Por coincidência, nas regras do jogo
entra também a intrincada penalização chamada “imposto”. Não em numerários, mas
em isco ou armadilha para caçar o adversário. A tanto chega o cinismo estratégico
do código sucial (sucial, não me enganei), tanta a náusea que atinge a
congestão de vermes alojados nos antros da súcia humana.
Em todo o tempo, os normativos legais
referentes às contribuições e impostos imperam, soberanamente, coercivamente
sobre os súbditos do Estado, mormente nas ditaduras, pelo que sempre caíram sob
a alçada de crimes lesa-pátria os movimentos ou insinuações tendentes ao seu incumprimento,
severamente punidos por lei. As sanções tornavam-se mais pesadas em territórios
colonizados.
Ora, é neste preciso cenário que se
passa o episódio ocorrido há mais de dois mil anos e ainda hoje, fim-de-semana,
publicado em todo o mundo crente. Entra o imposto, a moeda, entram os
impostores e o adversário a abater.
O jovem condutor de multidões,
considerado perigoso agitador público pelos detentores do poder
político-religioso da época, mantinha uma conduta proporcionalmente inversa
para com dois extratos sociais vigentes: tão grande e generoso com os fracos e
explorados quanto fogoso e implacável com os poderosos do Templo de Jerusalém.

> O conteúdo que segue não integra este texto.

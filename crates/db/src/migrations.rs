use sqlx::migrate::{MigrateError, Migrator};

use crate::DbPool;

pub static MIGRATOR: Migrator = sqlx::migrate!("../../migrations");

pub async fn run_pending(pool: &DbPool) -> Result<(), MigrateError> {
    MIGRATOR.run(pool).await
}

Quem, nestas páginas, tem seguido a
trajectória dos sábados e domingos anteriores, concluiu da resistência e da
luminosidade argumentativa do Nazareno contra os sumos-sacerdotes, os fariseus,
os anciãos-juízes do povo. Saíam sempre derrotados, ressabiados, furiosos por
liquidá-Lo, fosse onde fosse. Mas entre eles e o Mestre havia uma muralha inultrapassável: o
Povo. Urgente, por isso, era mudar de tática. A astúcia, a armadilha. Vem em
Mateus, cap.22, 15-21.:
“Reuniram-se em conselho para deliberar
como comprometer Jesus naquilo que dissesse” – a técnica pidesca, o requinte
exploratório do futuro “Tribunal do Santo Ofício”, “Rota Romana”. Genial, terão
dito alvoroçados quando surgiu a proposta: ”Perguntar-lhe se é lícito ou se
concorda que o povo pague impostos ao César da Roma Imperial”. Dito e feito.
Imagino o orgasmo satânico (passe a expressão) daqueles Rabi’s e Doutores da
Lei, ao vê-Lo, irremediavelmente entre a forca e o abismo: “Se ele disser ‘Sim’,
teremos contra ele o povo pobre e colonizado, ele perderá toda a base de apoio.
Se disser ‘Não’, é logo condenado judicialmente em processo sumaríssimo, preso
e deportado por lei imperial”.
Suprema lógica da Vida, fulminante
acutilância argumentativa a do Nazareno: “De quem é essa efígie, sim essa cara que
tendes nas moedas?” – pergunta o Mestre com sereno equilíbrio. “É de César” –
respondem depressa. “Então dai a César o que é de César. E dai a Deus o que é
de Deus”. Em termos oficiais, a resposta de Jesus consubstancia-se no
protocolar “Aos costumes disse nada”.
Diz
o texto que eles ficaram perplexos, atónitos, sem resposta. E retiraram-se. Era
preciso reunir de novo o Conselho e procurar outra inventona. Mais capciosa,
mais armadilhada. Essa virá no próximo fim-de-semana. Porque, desta vez, o
génio do ‘imposto’ saiu deposto! E depostos os impostores!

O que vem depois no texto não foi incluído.